Aim of the task: Repeat the entries below exactly. Begin with the first line and end with the line that contains "the sandbox provider.".

(Collected data entries)
* * * * * * * * *
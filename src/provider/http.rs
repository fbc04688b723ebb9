//! HTTP client for the sandbox provider API.
//!
//! Endpoints used:
//! - `POST /sandboxes` create a sandbox
//! - `GET /sandboxes/{id}` look up a running sandbox
//! - `DELETE /sandboxes/{id}` kill it
//! - `POST /sandboxes/{id}/exec` run a script and wait for the result
//! - `POST /sandboxes/{id}/exec/stream` run a script, newline-delimited JSON
//!   frames as output arrives

use std::time::Duration;

use async_trait::async_trait;
use futures::StreamExt;
use reqwest::{Client, StatusCode};
use serde::de::DeserializeOwned;
use serde::{Deserialize, Serialize};
use tokio::sync::mpsc;

use super::{
    CreateSandbox, ExecOutput, OutputLine, ProviderError, SandboxHandle, SandboxProvider,
};

/// Extra time granted to the HTTP request beyond the command timeout.
const REQUEST_GRACE: Duration = Duration::from_secs(5);

/// Upper bound for create, connect and kill requests.
const CONTROL_TIMEOUT: Duration = Duration::from_secs(60);

#[derive(Debug, Serialize)]
#[serde(rename_all = "camelCase")]
struct ExecRequest<'a> {
    script: &'a str,
    timeout_secs: u64,
}

/// A frame of the streaming exec endpoint.
#[derive(Debug, Deserialize, PartialEq, Eq)]
#[serde(tag = "type", rename_all = "snake_case")]
enum StreamFrame {
    Stdout { line: String },
    Stderr { line: String },
    #[serde(rename_all = "camelCase")]
    Exit { exit_code: i32 },
}

/// HTTP client for the sandbox provider.
#[derive(Debug, Clone)]
pub struct HttpProvider {
    base_url: String,
    api_key: Option<String>,
    client: Client,
}

impl HttpProvider {
    /// Create with explicit configuration.
    pub fn new(base_url: impl Into<String>, api_key: Option<String>) -> Self {
        Self {
            base_url: base_url.into().trim_end_matches('/').to_string(),
            api_key,
            client: Client::new(),
        }
    }

    /// Build a request with optional auth header.
    fn request(&self, method: reqwest::Method, path: &str) -> reqwest::RequestBuilder {
        let url = format!("{}{}", self.base_url, path);
        let mut req = self.client.request(method, &url);
        if let Some(ref key) = self.api_key {
            req = req.bearer_auth(key);
        }
        req
    }

    async fn send(
        &self,
        req: reqwest::RequestBuilder,
        timeout: Duration,
    ) -> Result<reqwest::Response, ProviderError> {
        let response = req.send().await.map_err(|e| map_transport(e, timeout))?;
        check_status(response).await
    }

    /// Handle response, converting HTTP errors to ProviderError.
    async fn handle_response<T: DeserializeOwned>(
        &self,
        response: reqwest::Response,
    ) -> Result<T, ProviderError> {
        response
            .json()
            .await
            .map_err(|e| ProviderError::Protocol(e.to_string()))
    }
}

async fn check_status(response: reqwest::Response) -> Result<reqwest::Response, ProviderError> {
    let status = response.status();
    if status.is_success() {
        return Ok(response);
    }
    let body = response.text().await.unwrap_or_default();
    match status {
        StatusCode::NOT_FOUND => Err(ProviderError::NotFound(body)),
        StatusCode::UNAUTHORIZED | StatusCode::FORBIDDEN => Err(ProviderError::Unauthorized),
        StatusCode::SERVICE_UNAVAILABLE => Err(ProviderError::Unavailable(body)),
        _ => Err(ProviderError::Server(format!("{}: {}", status, body))),
    }
}

fn map_transport(error: reqwest::Error, timeout: Duration) -> ProviderError {
    if error.is_timeout() {
        ProviderError::Timeout(timeout)
    } else {
        ProviderError::Http(error)
    }
}

#[async_trait]
impl SandboxProvider for HttpProvider {
    async fn create(&self, request: &CreateSandbox) -> Result<SandboxHandle, ProviderError> {
        if self.api_key.is_none() {
            return Err(ProviderError::Unauthorized);
        }
        let req = self
            .request(reqwest::Method::POST, "/sandboxes")
            .timeout(CONTROL_TIMEOUT)
            .json(request);
        let response = self.send(req, CONTROL_TIMEOUT).await?;
        self.handle_response(response).await
    }

    async fn connect(&self, id: &str) -> Result<SandboxHandle, ProviderError> {
        let req = self
            .request(reqwest::Method::GET, &format!("/sandboxes/{}", id))
            .timeout(CONTROL_TIMEOUT);
        let response = self.send(req, CONTROL_TIMEOUT).await?;
        self.handle_response(response).await
    }

    async fn kill(&self, handle: &SandboxHandle) -> Result<(), ProviderError> {
        let req = self
            .request(reqwest::Method::DELETE, &format!("/sandboxes/{}", handle.id))
            .timeout(CONTROL_TIMEOUT);
        self.send(req, CONTROL_TIMEOUT).await?;
        Ok(())
    }

    async fn exec(
        &self,
        handle: &SandboxHandle,
        script: &str,
        timeout: Duration,
    ) -> Result<ExecOutput, ProviderError> {
        let req = self
            .request(
                reqwest::Method::POST,
                &format!("/sandboxes/{}/exec", handle.id),
            )
            .timeout(timeout + REQUEST_GRACE)
            .json(&ExecRequest {
                script,
                timeout_secs: timeout.as_secs(),
            });
        let response = self.send(req, timeout).await?;
        self.handle_response(response).await
    }

    async fn exec_streaming(
        &self,
        handle: &SandboxHandle,
        script: &str,
        timeout: Duration,
        lines: mpsc::UnboundedSender<OutputLine>,
    ) -> Result<ExecOutput, ProviderError> {
        let req = self
            .request(
                reqwest::Method::POST,
                &format!("/sandboxes/{}/exec/stream", handle.id),
            )
            .timeout(timeout + REQUEST_GRACE)
            .json(&ExecRequest {
                script,
                timeout_secs: timeout.as_secs(),
            });
        let response = self.send(req, timeout).await?;

        let mut body = response.bytes_stream();
        let mut buffer = FrameBuffer::default();
        let mut output = ExecOutput::default();
        let mut exit_code = None;

        while let Some(chunk) = body.next().await {
            let chunk = chunk.map_err(|e| map_transport(e, timeout))?;
            for frame in buffer.push(&chunk)? {
                match frame {
                    StreamFrame::Stdout { line } => {
                        output.stdout.push_str(&line);
                        output.stdout.push('\n');
                        let _ = lines.send(OutputLine::stdout(line));
                    }
                    StreamFrame::Stderr { line } => {
                        output.stderr.push_str(&line);
                        output.stderr.push('\n');
                        let _ = lines.send(OutputLine::stderr(line));
                    }
                    StreamFrame::Exit { exit_code: code } => exit_code = Some(code),
                }
            }
        }

        output.exit_code = exit_code.ok_or_else(|| {
            ProviderError::Protocol("exec stream closed without an exit frame".to_string())
        })?;
        Ok(output)
    }
}

/// Accumulates bytes until complete newline-terminated frames are available.
#[derive(Debug, Default)]
struct FrameBuffer {
    pending: Vec<u8>,
}

impl FrameBuffer {
    fn push(&mut self, chunk: &[u8]) -> Result<Vec<StreamFrame>, ProviderError> {
        self.pending.extend_from_slice(chunk);
        let mut frames = Vec::new();

        while let Some(newline) = self.pending.iter().position(|&b| b == b'\n') {
            let raw: Vec<u8> = self.pending.drain(..=newline).collect();
            let line = String::from_utf8_lossy(&raw);
            let line = line.trim();
            if line.is_empty() {
                continue;
            }
            let frame = serde_json::from_str(line)
                .map_err(|e| ProviderError::Protocol(format!("bad frame {:?}: {}", line, e)))?;
            frames.push(frame);
        }
        Ok(frames)
    }
}

#[cfg(test)]
mod tests {
    use super::*;

    #[test]
    fn frame_buffer_waits_for_newline() {
        let mut buffer = FrameBuffer::default();
        let first = buffer.push(br#"{"type":"stdout","li"#).unwrap();
        assert!(first.is_empty());

        let second = buffer.push(b"ne\":\"added 1 package\"}\n{\"type\":\"exit\",").unwrap();
        assert_eq!(
            second,
            vec![StreamFrame::Stdout {
                line: "added 1 package".to_string()
            }]
        );

        let third = buffer.push(b"\"exitCode\":0}\n").unwrap();
        assert_eq!(third, vec![StreamFrame::Exit { exit_code: 0 }]);
    }

    #[test]
    fn frame_buffer_rejects_garbage() {
        let mut buffer = FrameBuffer::default();
        assert!(matches!(
            buffer.push(b"not json\n"),
            Err(ProviderError::Protocol(_))
        ));
    }

    #[test]
    fn base_url_drops_trailing_slash() {
        let provider = HttpProvider::new("http://localhost:9000/v1/", None);
        assert_eq!(provider.base_url, "http://localhost:9000/v1");
    }

    #[tokio::test]
    async fn create_without_key_is_unauthorized() {
        let provider = HttpProvider::new("http://127.0.0.1:9", None);
        let result = provider
            .create(&CreateSandbox {
                template: "node".to_string(),
                timeout_secs: 60,
            })
            .await;
        assert!(matches!(result, Err(ProviderError::Unauthorized)));
    }
}
//! Shell scripts run inside the sandbox, and the project skeleton written at
//! bootstrap.

use crate::config::DEV_SERVER_PORT;
use crate::provider::shell_quote;

/// Stylesheet touched after bootstrap so the build tool regenerates it.
pub const STYLESHEET: &str = "src/index.css";

/// Build-tool configuration files touched after an install.
pub const CONFIG_FILES: &[&str] = &["vite.config.js", "tailwind.config.js", "postcss.config.js"];

/// Files of the minimal runnable project, relative to the project directory.
pub fn skeleton_files() -> Vec<(&'static str, &'static str)> {
    vec![
        ("package.json", PACKAGE_JSON),
        ("index.html", INDEX_HTML),
        ("vite.config.js", VITE_CONFIG),
        ("tailwind.config.js", TAILWIND_CONFIG),
        ("postcss.config.js", POSTCSS_CONFIG),
        ("src/main.jsx", MAIN_JSX),
        ("src/App.jsx", APP_JSX),
        (STYLESHEET, INDEX_CSS),
    ]
}

pub fn baseline_install(project_dir: &str) -> String {
    format!(
        "cd {} && npm install --no-audit --no-fund --loglevel=error",
        shell_quote(project_dir)
    )
}

pub fn install_packages(project_dir: &str, packages: &[String]) -> String {
    let quoted: Vec<String> = packages.iter().map(|p| shell_quote(p)).collect();
    format!(
        "cd {} && npm install --no-audit --no-fund --loglevel=warn {} 2>&1",
        shell_quote(project_dir),
        quoted.join(" ")
    )
}

pub fn kill_installer() -> String {
    "pkill -f 'npm install' || true".to_string()
}

pub fn stop_dev_server() -> String {
    "pkill -f 'vite' || true; pkill -f 'npm run dev' || true".to_string()
}

pub fn start_dev_server(project_dir: &str) -> String {
    format!(
        "cd {} && nohup npm run dev -- --host 0.0.0.0 --port {} > /tmp/devserver.log 2>&1 &",
        shell_quote(project_dir),
        DEV_SERVER_PORT
    )
}

pub fn touch_stylesheet(project_dir: &str) -> String {
    format!("touch {}", shell_quote(&format!("{}/{}", project_dir, STYLESHEET)))
}

pub fn touch_config(project_dir: &str) -> String {
    let files: Vec<String> = CONFIG_FILES
        .iter()
        .map(|f| shell_quote(&format!("{}/{}", project_dir, f)))
        .collect();
    format!("touch {}", files.join(" "))
}

pub fn read_package_json(project_dir: &str) -> String {
    format!(
        "cat {}",
        shell_quote(&format!("{}/package.json", project_dir))
    )
}

pub fn check_project(project_dir: &str) -> String {
    format!("test -d {} && echo ok", shell_quote(project_dir))
}

const PACKAGE_JSON: &str = r#"{
  "name": "sandbox-app",
  "private": true,
  "version": "0.0.0",
  "type": "module",
  "scripts": {
    "dev": "vite",
    "build": "vite build",
    "preview": "vite preview"
  },
  "dependencies": {
    "react": "^18.3.1",
    "react-dom": "^18.3.1"
  },
  "devDependencies": {
    "@vitejs/plugin-react": "^4.3.1",
    "autoprefixer": "^10.4.19",
    "postcss": "^8.4.38",
    "tailwindcss": "^3.4.4",
    "vite": "^5.3.1"
  }
}
"#;

const INDEX_HTML: &str = r#"<!doctype html>
<html lang="en">
  <head>
    <meta charset="UTF-8" />
    <meta name="viewport" content="width=device-width, initial-scale=1.0" />
    <title>Sandbox App</title>
  </head>
  <body>
    <div id="root"></div>
    <script type="module" src="/src/main.jsx"></script>
  </body>
</html>
"#;

const VITE_CONFIG: &str = r#"import { defineConfig } from 'vite'
import react from '@vitejs/plugin-react'

export default defineConfig({
  plugins: [react()],
  server: {
    host: '0.0.0.0',
    port: 5173,
    strictPort: true,
    hmr: { clientPort: 443 },
  },
})
"#;

const TAILWIND_CONFIG: &str = r#"/** @type {import('tailwindcss').Config} */
export default {
  content: ['./index.html', './src/**/*.{js,ts,jsx,tsx}'],
  theme: { extend: {} },
  plugins: [],
}
"#;

const POSTCSS_CONFIG: &str = r#"export default {
  plugins: {
    tailwindcss: {},
    autoprefixer: {},
  },
}
"#;

const MAIN_JSX: &str = r#"import React from 'react'
import ReactDOM from 'react-dom/client'
import App from './App.jsx'
import './index.css'

ReactDOM.createRoot(document.getElementById('root')).render(
  <React.StrictMode>
    <App />
  </React.StrictMode>,
)
"#;

const APP_JSX: &str = r#"function App() {
  return (
    <div className="min-h-screen flex items-center justify-center bg-gray-900 text-white">
      <h1 className="text-3xl font-semibold">Sandbox ready</h1>
    </div>
  )
}

export default App
"#;

const INDEX_CSS: &str = r#"@tailwind base;
@tailwind components;
@tailwind utilities;
"#;

#[cfg(test)]
mod tests {
    use super::*;

    #[test]
    fn skeleton_contains_entry_and_stylesheet() {
        let files = skeleton_files();
        let paths: Vec<&str> = files.iter().map(|(p, _)| *p).collect();
        assert!(paths.contains(&"package.json"));
        assert!(paths.contains(&"src/main.jsx"));
        assert!(paths.contains(&STYLESHEET));
    }

    #[test]
    fn skeleton_package_json_is_valid() {
        let parsed: serde_json::Value = serde_json::from_str(PACKAGE_JSON).unwrap();
        assert_eq!(parsed["dependencies"]["react"], "^18.3.1");
    }

    #[test]
    fn install_script_quotes_every_package() {
        let script = install_packages("/home/user/app", &["lodash".into(), "@scope/x@1".into()]);
        assert!(script.contains("'lodash' '@scope/x@1'"));
        assert!(script.starts_with("cd '/home/user/app' && npm install"));
    }
}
* * * * * * * * *
Exercise output:
filename src/provider/http.rs
repository fbc04688b723ebb9
//! HTTP client for the sandbox provider API.
//!
//! Endpoints used:
//! - `POST /sandboxes` create a sandbox
//! - `GET /sandboxes/{id}` look up a running sandbox
//! - `DELETE /sandboxes/{id}` kill it
//! - `POST /sandboxes/{id}/exec` run a script and wait for the result
//! - `POST /sandboxes/{id}/exec/stream` run a script, newline-delimited JSON
//!   frames as output arrives

use std::time::Duration;

use async_trait::async_trait;
use futures::StreamExt;
use reqwest::{Client, StatusCode};
use serde::de::DeserializeOwned;
use serde::{Deserialize, Serialize};
use tokio::sync::mpsc;

use super::{
    CreateSandbox, ExecOutput, OutputLine, ProviderError, SandboxHandle, SandboxProvider,
};

/// Extra time granted to the HTTP request beyond the command timeout.
const REQUEST_GRACE: Duration = Duration::from_secs(5);

/// Upper bound for create, connect and kill requests.
const CONTROL_TIMEOUT: Duration = Duration::from_secs(60);

#[derive(Debug, Serialize)]
#[serde(rename_all = "camelCase")]
struct ExecRequest<'a> {
    script: &'a str,
    timeout_secs: u64,
}

/// A frame of the streaming exec endpoint.
#[derive(Debug, Deserialize, PartialEq, Eq)]
#[serde(tag = "type", rename_all = "snake_case")]
enum StreamFrame {
    Stdout { line: String },
    Stderr { line: String },
    #[serde(rename_all = "camelCase")]
    Exit { exit_code: i32 },
}

/// HTTP client for the sandbox provider.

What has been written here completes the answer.